NVIDIA / TransformerEngine

A library for accelerating Transformer models on NVIDIA GPUs, including using 8-bit floating point (FP8) precision on Hopper and Ada GPUs, to provide better performance with lower memory utilization in both training and inference.
https://docs.nvidia.com/deeplearning/transformer-engine/user-guide/index.html
Apache License 2.0
1.81k stars 300 forks source link

[PyTorch] Bug in FP8 buffer update causing training instabilities #1047

Open Marks101 opened 1 month ago

Marks101 commented 1 month ago

Hello team,

we have been debugging large scale training instabilities with FP8 and noticed that these started when updating from transfomer-engine v1.2.1 to v1.7. Taking a closer look at the trainings, it occured to me that the first iteration shows a loss that is larger than in trainings with the old version or in trainings with BF16. I was able to reproduce this with this minimal example:

import torch
import transformer_engine as te

torch.manual_seed(12345)
model = te.pytorch.Linear(768, 768)
inp = torch.rand((1024, 768), device="cuda")
out_ref = model(inp)

for micro_batch in range(5):
    with te.pytorch.fp8_autocast():
        out_fp8 = model(inp, is_first_microbatch=(micro_batch == 0))
    max_diff = torch.max(torch.abs(out_fp8 - out_ref)).item()
    print(f"{micro_batch=}: {max_diff=}")

Executing this piece of code with version v1.2.1 gives me:

micro_batch=0: max_diff=0.06777709722518921
micro_batch=1: max_diff=0.07292889058589935
micro_batch=2: max_diff=0.07292889058589935
micro_batch=3: max_diff=0.07292889058589935
micro_batch=4: max_diff=0.07292889058589935

In comparison to version 1.7:

micro_batch=0: max_diff=0.06777709722518921
micro_batch=1: max_diff=1.7055679559707642
micro_batch=2: max_diff=1.7055679559707642
micro_batch=3: max_diff=1.7055679559707642
micro_batch=4: max_diff=1.7055679559707642

After the first microbatch, the Linear produces a wrong result for version 1.7. Could you please try to reproduce this?

This is specifically connected to the case that is_first_microbatch is used. The same bug applies to LayerNormLinear and thus to MultiheadAttention ... . We bisected this and came to the conclusion that it started with #575 and got (by coincidence?) fixed with the refactorings in #820 and seems to be connected to the update of the FP8 buffers. I am not 100% sure, but for me it seems that In a training information from old iterations is used and this can cause instabilities. Overall, the current version v1.8 is not affected. Still, if you are able to reproduce this and considering that this is a "silent" bug that caused heavy instabilities on our side, it might be worth to add this to the "known issues" section.
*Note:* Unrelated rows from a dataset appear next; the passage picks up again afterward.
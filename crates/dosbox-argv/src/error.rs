//! Argument parse errors.

use thiserror::Error;

/// Reasons an argument list is not an accepted DOSBox command line.
#[derive(Debug, Clone, PartialEq, Eq, Error)]
pub enum ArgvError {
    /// Flag outside the accepted subset.
    #[error("unrecognized argument: {0}")]
    UnknownFlag(String),

    /// Abbreviation matching more than one flag (`-no`).
    #[error("ambiguous option: {arg} could match {candidates}")]
    AmbiguousFlag { arg: String, candidates: String },

    /// Flag that needs a value was last or followed by another flag.
    #[error("argument {0}: expected one argument")]
    MissingValue(String),

    /// Boolean switch written with an inline value (`-exit=1`).
    #[error("argument {0}: ignored explicit argument")]
    UnexpectedValue(String),

    /// More than one program path.
    #[error("unrecognized arguments: {0}")]
    ExtraPositional(String),
}
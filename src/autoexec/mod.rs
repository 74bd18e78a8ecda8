//! Autoexec Rewriter
//!
//! Rewrites `mount`, `imgmount` and drive-change lines so that paths written
//! for a case-insensitive filesystem point at real files on a case-sensitive
//! one. Every input line produces exactly one output line; lines that are
//! not recognised are passed through untouched.

mod command;
mod resolve;

pub use command::{AutoexecCommand, MountKind};
pub use resolve::{CueRepair, NoCueRepair, PathResolver, PosixPathResolver};

use log::{debug, warn};

/// Rewrites autoexec lines using the given collaborators.
pub struct AutoexecRewriter<'a> {
    resolver: &'a dyn PathResolver,
    cue: &'a dyn CueRepair,
}

impl<'a> AutoexecRewriter<'a> {
    /// Create a rewriter.
    pub fn new(resolver: &'a dyn PathResolver, cue: &'a dyn CueRepair) -> Self {
        Self { resolver, cue }
    }

    /// Rewrite a whole autoexec sequence into a new one of the same length.
    pub fn rewrite<S: AsRef<str>>(&self, lines: &[S]) -> Vec<String> {
        lines.iter().map(|l| self.rewrite_line(l.as_ref())).collect()
    }

    /// Rewrite a single line.
    pub fn rewrite_line(&self, line: &str) -> String {
        match AutoexecCommand::parse(line) {
            AutoexecCommand::Mount {
                kind,
                drive,
                path,
                trailing,
            } => {
                let mut resolved = self.resolver.resolve(path);
                if kind == MountKind::ImgMount {
                    resolved = self.repair_cue(resolved);
                }
                let rewritten = format!(
                    "{} {} \"{}\"{}",
                    kind,
                    drive,
                    resolved,
                    trailing.unwrap_or("")
                );
                debug!("autoexec: {:?} -> {:?}", line, rewritten);
                rewritten
            }
            AutoexecCommand::ChangeDrive { drive } => format!("{}:", drive),
            AutoexecCommand::Raw(text) => text.to_string(),
        }
    }

    fn repair_cue(&self, path: String) -> String {
        if !self.cue.needs_repair(&path) {
            return path;
        }
        match self.cue.write_fixed_copy(&path) {
            Ok(fixed) => {
                debug!("Using repaired cue sheet {} for {}", fixed, path);
                fixed
            }
            Err(e) => {
                warn!("Failed to repair cue sheet {}: {}", path, e);
                path
            }
        }
    }
}

#[cfg(test)]
mod tests {
    use super::*;
    use std::cell::RefCell;
    use std::collections::HashMap;
    use std::io;

    /// Resolver backed by a fixed table of known real paths.
    struct TableResolver {
        known: HashMap<String, String>,
    }

    impl TableResolver {
        fn new(entries: &[(&str, &str)]) -> Self {
            Self {
                known: entries
                    .iter()
                    .map(|(k, v)| (k.to_lowercase(), v.to_string()))
                    .collect(),
            }
        }
    }

    impl PathResolver for TableResolver {
        fn resolve(&self, path: &str) -> String {
            let posix = path.replace('\\', "/");
            self.known
                .get(&posix.to_lowercase())
                .cloned()
                .unwrap_or(posix)
        }
    }

    struct FakeCue {
        broken: Vec<String>,
        fail: bool,
        written: RefCell<Vec<String>>,
    }

    impl FakeCue {
        fn new(broken: &[&str]) -> Self {
            Self {
                broken: broken.iter().map(|s| s.to_string()).collect(),
                fail: false,
                written: RefCell::new(Vec::new()),
            }
        }
    }

    impl CueRepair for FakeCue {
        fn needs_repair(&self, path: &str) -> bool {
            self.broken.iter().any(|b| b == path)
        }

        fn write_fixed_copy(&self, path: &str) -> io::Result<String> {
            if self.fail {
                return Err(io::Error::new(io::ErrorKind::PermissionDenied, "read-only"));
            }
            self.written.borrow_mut().push(path.to_string());
            Ok("boxtron.cue".to_string())
        }
    }

    #[test]
    fn test_quoted_mount_is_resolved() {
        let resolver = TableResolver::new(&[("Games/MyGame", "games/mygame")]);
        let rewriter = AutoexecRewriter::new(&resolver, &NoCueRepair);
        assert_eq!(
            rewriter.rewrite_line(r#"MOUNT C "Games\MyGame""#),
            r#"mount C "games/mygame""#
        );
    }

    #[test]
    fn test_unquoted_mount_is_requoted_with_trailing() {
        let resolver = TableResolver::new(&[("CD", "cd")]);
        let rewriter = AutoexecRewriter::new(&resolver, &NoCueRepair);
        assert_eq!(
            rewriter.rewrite_line("@mount d: CD -t cdrom -label GAME"),
            r#"mount D "cd" -t cdrom -label GAME"#
        );
    }

    #[test]
    fn test_imgmount_uses_repaired_cue() {
        let resolver = TableResolver::new(&[("CD/GAME.CUE", "cd/game.cue")]);
        let cue = FakeCue::new(&["cd/game.cue"]);
        let rewriter = AutoexecRewriter::new(&resolver, &cue);

        assert_eq!(
            rewriter.rewrite_line(r"imgmount d CD\GAME.CUE -t iso"),
            r#"imgmount D "boxtron.cue" -t iso"#
        );
        assert_eq!(*cue.written.borrow(), vec!["cd/game.cue"]);
    }

    #[test]
    fn test_mount_never_consults_cue_repair() {
        let resolver = PosixPathResolver;
        let cue = FakeCue::new(&["game.cue"]);
        let rewriter = AutoexecRewriter::new(&resolver, &cue);

        assert_eq!(rewriter.rewrite_line("mount d game.cue"), r#"mount D "game.cue""#);
        assert!(cue.written.borrow().is_empty());
    }

    #[test]
    fn test_failed_cue_repair_keeps_resolved_path() {
        let resolver = PosixPathResolver;
        let mut cue = FakeCue::new(&["game.cue"]);
        cue.fail = true;
        let rewriter = AutoexecRewriter::new(&resolver, &cue);

        assert_eq!(
            rewriter.rewrite_line("imgmount d game.cue -t iso"),
            r#"imgmount D "game.cue" -t iso"#
        );
    }

    #[test]
    fn test_change_drive_is_uppercased() {
        let rewriter = AutoexecRewriter::new(&PosixPathResolver, &NoCueRepair);
        assert_eq!(rewriter.rewrite_line("c:"), "C:");
        assert_eq!(rewriter.rewrite_line(r"@d:\ "), "D:");
    }

    #[test]
    fn test_unknown_lines_pass_through() {
        let rewriter = AutoexecRewriter::new(&PosixPathResolver, &NoCueRepair);
        for line in ["@echo off", "  cd GAME  ", "mount -u c", "", "\tGAME.EXE /s"] {
            assert_eq!(rewriter.rewrite_line(line), line);
        }
    }

    #[test]
    fn test_correct_path_is_stable() {
        let rewriter = AutoexecRewriter::new(&PosixPathResolver, &NoCueRepair);
        let once = rewriter.rewrite_line(r#"mount c "games/mygame""#);
        assert_eq!(once, r#"mount C "games/mygame""#);
        assert_eq!(rewriter.rewrite_line(&once), once);
    }

    #[test]
    fn test_rewrite_preserves_length_and_order() {
        let rewriter = AutoexecRewriter::new(&PosixPathResolver, &NoCueRepair);
        let input = vec![
            "@echo off".to_string(),
            "mount c .".to_string(),
            "c:".to_string(),
            "call game.bat".to_string(),
        ];
        let output = rewriter.rewrite(&input);
        assert_eq!(
            output,
            vec!["@echo off", r#"mount C ".""#, "C:", "call game.bat"]
        );
        // Input is left untouched.
        assert_eq!(input[1], "mount c .");
    }
}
Please let me know if you need more information from our side.

More details on our setup: DGX H100, CUDA 12.2, Torch 2.3.0

zte-tcb commented 1 month ago

I found the same problem. In one of my training configurations, The first two rounds of training loss with te1.4 and te1.7 are printed as follows. The first round loss value of te1.7 is more than 90, which is obviously abnormal.

te1.4 1.003214E+00 1.010536E+00 te1.7 9.757925E+01 1.013275E+00

Then I printed the loss of each micro bs. The loss of the first micro bs was normal, but the loss of the second micro bs and later ones was abnormally large. After some troubleshooting, I discovered that the scale_inv updates in the two versions of LayerNormLinear were not aligned, which was probably the cause of the weird results.

By the way, after upgrading to te1.9, this problem no longer occurs.